Браки между вольноотпущенниками и свободными не были запрещены (Dig., XXIII, 2, 13). Однако запрещался брак дочери сенатора с вольноотпущенником. «Не будет брака, если дочь, внучка или правнучка сенатора выйдет замуж за вольноотпущенника или за лицо, служащее для забавы других» (Dig., XXIII, 2, 42, §1). Подчеркивается и то, что вследствие сенаторского достояния сыновьям сенаторов запрещался брак с вольноотпущенницами, в отличие от других свободных (Dig., XXIII, 2, 23, 44). Защищалась вольноотпущенница от принудительного брака со своим патроном (23, 2, 28) а также подопечная от своего опекуна или попечителя (Dig., XXIII, 2, 36). Но дочь сенатора, «которая продает свое тело, или занимается ремеслом, служащим для забавы других, или осуждена государственным судом, может безнаказанно выйти замуж за вольноотпущенника; не охраняется честь той, которая опустилась до такого позора...» (Dig., XXIII, 2, 47).

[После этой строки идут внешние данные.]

impl XhciController {
    /// Phase A through E of §4.7: stop and reset the controller, size and
    /// program its core data structures, then set it running.
    fn bring_up(pci_device: &PciDevice) -> Result<Self> {
        let mmio = XhciRegisters::try_from(pci_device).map_err(|_| KernelError::Unsupported)?;
        let mmio: &'static XhciRegisters<'static> = leak_static(mmio);
        let registers: &'static Registers<'static> = mmio;

        // Phase A: stop, then reset.
        let mut cmd = registers.operational.usbcmd().read();
        cmd.remove(UsbCmd::RS);
        registers.operational.usbcmd().write(cmd);
        wait_until(|| registers.operational.usbsts().read().contains(UsbSts::HCH))?;

        registers
            .operational
            .usbcmd()
            .write(UsbCmd::HCRST);
        wait_until(|| !registers.operational.usbcmd().read().contains(UsbCmd::HCRST))?;
        wait_until(|| !registers.operational.usbsts().read().contains(UsbSts::CNR))?;

        let max_slots = registers.capabilities.hcsparams1().read().max_device_slots();
        let max_ports = registers.capabilities.hcsparams1().read().max_ports();

        // Phase C: DCBAA, scratchpad, command ring, event ring — memory only.
        // None of these register with the controller yet; that's Phase D,
        // in the exact order below.
        let dcbaa = DmaBuffer::alloc_pages((usize::from(max_slots) + 1).div_ceil(512));
        let scratchpad_count = registers.capabilities.hcsparams2().read().max_scratchpad_bufs();
        let (scratchpad_array, scratchpad_buffers) = if scratchpad_count > 0 {
            let array = DmaBuffer::alloc_pages(1);
            let mut buffers = Vec::new();
            for i in 0..scratchpad_count {
                let page = DmaBuffer::alloc_pages(1);
                unsafe {
                    array
                        .as_ptr::<u64>()
                        .add(i as usize)
                        .write_volatile(page.phys_addr().as_u64());
                }
                buffers.push(page);
            }
            unsafe { dcbaa.as_ptr::<u64>().write_volatile(array.phys_addr().as_u64()) };
            (Some(array), buffers)
        } else {
            (None, Vec::new())
        };

        let command_ring = ProducerRing::command_ring(COMMAND_RING_CAPACITY);
        let event_ring = EventRing::new(EVENT_RING_CAPACITY);

        program_and_run(
            registers,
            max_slots,
            dcbaa.phys_addr().as_u64(),
            command_ring.phys_addr().as_u64(),
            command_ring.cycle_state(),
            event_ring.erst_entry_count(),
            event_ring.erst_phys_addr().as_u64(),
            event_ring.ring_phys_addr().as_u64(),
            PRIMARY_INTERRUPTER,
        )?;

        let commands = Commands::new(command_ring, registers);

        info!(
            "xhci: controller running, {} slots, {} ports, {} scratchpad buffers",
            max_slots, max_ports, scratchpad_count
        );

        Ok(Self {
            registers,
            commands: Mutex::new(commands),
            events: Mutex::new(event_ring),
            transfers: Mutex::new(Transfers::new(registers)),
            dcbaa,
            _scratchpad_array: scratchpad_array,
            _scratchpad_buffers: scratchpad_buffers,
            slots: Mutex::new(BTreeMap::new()),
            ports: Mutex::new(BTreeMap::new()),
            max_ports,
        })
    }

    fn write_dcbaa_entry(&self, slot_id: u8, output_context_phys: x86_64::PhysAddr) {
        unsafe {
            self.dcbaa
                .as_ptr::<u64>()
                .add(usize::from(slot_id))
                .write_volatile(output_context_phys.as_u64());
        }
    }
}

fn wait_until(mut condition: impl FnMut() -> bool) -> Result<()> {
    for _ in 0..RESET_WAIT_ITERATIONS {
        if condition() {
            return Ok(());
        }
        core::hint::spin_loop();
    }
    Err(KernelError::Timeout)
}

/// Phase D and the first half of Phase E of §4.7: program DCBAAP, CONFIG,
/// ERSTSZ, ERSTBA, ERDP and CRCR in that order, fence after each so no
/// write is reordered past the next, then arm the primary interrupter and
/// set the controller running. Takes plain addresses/counts rather than the
/// ring types themselves so it is callable against simulated MMIO in tests
/// without a DMA-backed ring behind it.
#[allow(clippy::too_many_arguments)]
fn program_and_run(
    registers: &Registers,
    max_slots: u8,
    dcbaa_phys: u64,
    command_ring_phys: u64,
    command_ring_cycle: bool,
    erst_entry_count: u32,
    erst_phys: u64,
    event_ring_phys: u64,
    interrupter_index: u16,
) -> Result<()> {
    registers.operational.dcbaap().write(dcbaa_phys);
    fence(Ordering::SeqCst);

    registers.operational.config().write(u32::from(max_slots));
    fence(Ordering::SeqCst);

    let interrupter = registers.interrupter(interrupter_index);

    interrupter.erstsz().write(erst_entry_count);
    fence(Ordering::SeqCst);

    interrupter.erstba().write(erst_phys);
    fence(Ordering::SeqCst);

    interrupter.erdp().write(event_ring_phys); // ring base is 64-byte aligned, so EHB (bit 3) reads 0
    fence(Ordering::SeqCst);

    let preserved = Crcr::preserving_address(registers.operational.crcr().read());
    registers.operational.crcr().write(preserved);
    fence(Ordering::SeqCst);

    registers
        .operational
        .crcr()
        .write(Crcr::new(command_ring_phys, command_ring_cycle));
    fence(Ordering::SeqCst);

    wait_until(|| registers.operational.crcr().read().contains(Crcr::CSS))?;

    interrupter.imod().write(4000); // 4000 * 250ns = 1ms moderation interval
    interrupter.iman().write(1); // Interrupt Pending is RW1C; bit 0 (IE) set, IP left clear

    let mut cmd = registers.operational.usbcmd().read();
    cmd.insert(UsbCmd::INTE);
    cmd.insert(UsbCmd::RS);
    registers.operational.usbcmd().write(cmd);
    wait_until(|| !registers.operational.usbsts().read().contains(UsbSts::HCH))
}

/// SuperSpeed and above negotiate their Output (Device) Context before
/// Enable-Slot (§4.9), not after Address-Device like every other speed.
fn is_super_speed(raw_speed: u8) -> bool {
    (4..=7).contains(&raw_speed)
}

impl HostController for XhciController {
    fn init(&self) -> Result<()> {
        // Bring-up already ran the controller to completion in `bring_up`.
        Ok(())
    }

    fn port_count(&self) -> usize {
        usize::from(self.max_ports)
    }

    /// Drives PORTSC's Port Reset bit and reports back the negotiated speed
    /// (§4.19.7/§4.15): no connection, no speed.
    fn reset_port(&self, port: usize) -> Result<Option<Speed>> {
        let port_u8 = u8::try_from(port).map_err(|_| KernelError::InvalidArgument)?;
        let portsc_ptr = self.registers.port(port_u8);

        let status = portsc_ptr.portsc().read();
        if !status.contains(PortSc::CCS) {
            return Ok(None);
        }

        // Every RW1C bit must be written 0 unless we mean to clear it, and
        // PP must be preserved or the port loses power (§4.19.1.2.1).
        let mut write = PortSc::empty();
        write.set(PortSc::PP, status.contains(PortSc::PP));
        write.set(PortSc::PR, true);
        portsc_ptr.portsc().write(write);

        wait_until(|| portsc_ptr.portsc().read().contains(PortSc::PRC))?;

        let mut clear = PortSc::empty();
        clear.set(PortSc::PP, true);
        clear.set(PortSc::PRC, true);
        portsc_ptr.portsc().write(clear);

        let raw_speed = portsc_ptr.portsc().read().port_speed();
        self.ports.lock().insert(port, PortState { raw_speed });
        Ok(raw_speed_to_usb_speed(raw_speed))
    }

    fn enable_device(&self, port: usize, _speed: Speed) -> Result<u8> {
        let port_u8 = u8::try_from(port).map_err(|_| KernelError::InvalidArgument)?;
        let raw_speed = self
            .ports
            .lock()
            .get(&port)
            .map(|p| p.raw_speed)
            .ok_or(KernelError::DeviceError)?;

        // SuperSpeed and above must have their Output (Device) Context
        // allocated and installed in DCBAAP[slot_id] before Address-Device
        // is issued (§4.9); every other speed installs it afterward.
        let pre_allocated_output_context = if is_super_speed(raw_speed) {
            Some(DmaBuffer::alloc_pages(1))
        } else {
            None
        };

        let mut commands = self.commands.lock();
        let mut events = self.events.lock();
        let slot_id = commands.enable_slot(&mut events, PRIMARY_INTERRUPTER)?;

        if let Some(output_context) = &pre_allocated_output_context {
            self.write_dcbaa_entry(slot_id, output_context.phys_addr());
            fence(Ordering::SeqCst);
        }

        let ep0_ring_phys = self.transfers.lock().ring_phys_addr(slot_id, 1);
        let mut input = InputContext::zeroed();
        fill_address_device_input_context(
            &mut input,
            0,
            raw_speed,
            port_u8,
            ep0_max_packet_size(raw_speed),
            ep0_ring_phys,
        );
        let input_buf = DmaBuffer::alloc_pages(1);
        unsafe { input_buf.as_ptr::<InputContext>().write_volatile(input) };

        let result = commands.address_device(&mut events, PRIMARY_INTERRUPTER, slot_id, input_buf.phys_addr());
        drop(events);
        drop(commands);
        result?;

        let output_context = match pre_allocated_output_context {
            Some(output_context) => output_context,
            None => {
                let output_context = DmaBuffer::alloc_pages(1);
                self.write_dcbaa_entry(slot_id, output_context.phys_addr());
                fence(Ordering::SeqCst);
                output_context
            }
        };
        self.slots.lock().insert(
            slot_id,
            DeviceSlot {
                output_context,
                max_dci: 1,
            },
        );

        Ok(slot_id)
    }

    fn configure_endpoint(&self, slot_id: u8, endpoint: &Endpoint) -> Result<()> {
        let dci = endpoint.doorbell_endpoint_id();
        let ring_phys = self.transfers.lock().ring_phys_addr(slot_id, dci);

        // Context Entries must reflect the highest Device Context Index
        // configured for the slot so far (xHCI 1.2 §6.2.2), so track it
        // across calls rather than trusting this one endpoint's index.
        let max_dci = {
            let mut slots = self.slots.lock();
            let slot = slots.get_mut(&slot_id).ok_or(KernelError::DeviceError)?;
            slot.max_dci = slot.max_dci.max(dci);
            slot.max_dci
        };

        let mut input = InputContext::zeroed();
        input.control.add_flags.set_add_context_flags(
            0b1 | add_context_flag_for_endpoint(dci),
        );
        input.slot.dword0.set_context_entries(max_dci);

        let ep_type = match (endpoint.transfer_type(), endpoint.is_in()) {
            (crate::driver::usb::endpoint::TransferType::Control, _) => EndpointType::Control,
            (crate::driver::usb::endpoint::TransferType::Isoch, false) => EndpointType::IsochOut,
            (crate::driver::usb::endpoint::TransferType::Isoch, true) => EndpointType::IsochIn,
            (crate::driver::usb::endpoint::TransferType::Bulk, false) => EndpointType::BulkOut,
            (crate::driver::usb::endpoint::TransferType::Bulk, true) => EndpointType::BulkIn,
            (crate::driver::usb::endpoint::TransferType::Interrupt, false) => EndpointType::InterruptOut,
            (crate::driver::usb::endpoint::TransferType::Interrupt, true) => EndpointType::InterruptIn,
        };
        let ep_ctx = input.endpoint_mut(dci);
        ep_ctx.set_ep_type(ep_type);
        ep_ctx.dword1.set_max_packet_size(endpoint.max_packet_size());
        ep_ctx.dword1.set_error_count(3);
        ep_ctx.average_trb_length = endpoint.max_packet_size();
        ep_ctx.dword0.set_interval(endpoint.poll_interval());
        ep_ctx.set_tr_dequeue_pointer(ring_phys, true);

        let input_buf = DmaBuffer::alloc_pages(1);
        unsafe { input_buf.as_ptr::<InputContext>().write_volatile(input) };

        let mut commands = self.commands.lock();
        let mut events = self.events.lock();
        commands.configure_endpoint(&mut events, PRIMARY_INTERRUPTER, slot_id, input_buf.phys_addr())
    }

    fn control_transfer(&self, slot_id: u8, setup: SetupPacket, buf: &mut [u8]) -> Result<usize> {
        let mut transfers = self.transfers.lock();
        let mut events = self.events.lock();
        transfers.control_transfer(&mut events, PRIMARY_INTERRUPTER, slot_id, setup, buf)
    }

    fn transfer(&self, slot_id: u8, endpoint: &Endpoint, direction: Direction, buf: &mut [u8]) -> Result<usize> {
        let mut transfers = self.transfers.lock();
        let mut events = self.events.lock();
        transfers.transfer(
            &mut events,
            PRIMARY_INTERRUPTER,
            slot_id,
            endpoint.doorbell_endpoint_id(),
            direction,
            buf,
        )
    }

    /// Drains whatever the controller produced since the last poll, logging
    /// the hotplug events this core doesn't yet act on (§4.19.2's
    /// Connect/Disconnect notifications are surfaced here for visibility;
    /// reacting to a mid-run hot-unplug is not implemented).
    fn poll(&self) {
        let mut events = self.events.lock();
        process_events(&mut events, self.registers, PRIMARY_INTERRUPTER, |event| {
            if let Event::PortStatusChange { port_id } = event {
                warn!("xhci: port status change on port {port_id}, rescan not implemented");
            }
        });
    }

    fn cleanup(&self, slot_id: u8) -> Result<()> {
        self.transfers.lock().forget_slot(slot_id);
        self.slots.lock().remove(&slot_id);
        self.write_dcbaa_entry(slot_id, x86_64::PhysAddr::new(0));
        Ok(())
    }
}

«Безумие не допускает заключения брака, так как (для брака) необходимо согласие, но (безумие) не препятствует правильно заключенному браку», брак сохраняет свою силу, если один из супругов впал в безумие. (Dig., XXIII, 2, 16 § 2).

Показательно, что «сожительство со свободной женщиной нужно рассматривать не как конкубинат, а как брак, если она не занимается продажей своего тела...» (Dig., XXIII, 2, 24). Законодатели были достаточно озабочены добрым именем женщины, ранневизантийское общество вряд ли кому-нибудь придет назвать обществом со свободными нравами. Достойная мать семейства – вот идеал женщины для мужчин. «В отношении (брачных) союзов нужно всегда принимать во внимание не только то, что дозволено, но и то, что соответствует чести» (Dig., XXIII3, 2, 42).

«Римские граждане считаются вступившими в законный брак тогда, когда они заключают его согласно предписаниям законов, мужчины — в совершеннолетнем возрасте, женщины — в возрасте, когда они способны к брачной жизни, причем безразлично, будет ли вступающий в брак отцом семейства или сыном семейства; однако требуется, чтобы сыновья получили согласие родителей, под властью которых они находятся. Что это должно быть так, убеждают нас законы и цивильного, и естественного права; таким образом, приказание родителей должно получить преимущество пред всем остальным. Отсюда явился вопрос, может ли дочь сумасшедшего выходить замуж, или сын сумасшедшего жениться? Так как относительно сына расходились во мнениях, то последовало наше решение, по которому позволено было сыну сумасшедшего отца так же, как и его дочери, жениться и без вмешательства отца согласно тому порядку, который установлен нашей конституцией» (1, 10, ).

Мы уже говорили о том, что похищенное супругами не признается воровством, «ибо для воздаяния чести браку отрицают (возможность предъявления) к жене позорящего иска» (Dig., XXV, 2, 2).Одна если кто-нибудь из супругов выгоняет из дома другого, и второй что-то уносит, то второй несет ответственность по иску о похищенных вещах (Dig., XXV, 2, 11).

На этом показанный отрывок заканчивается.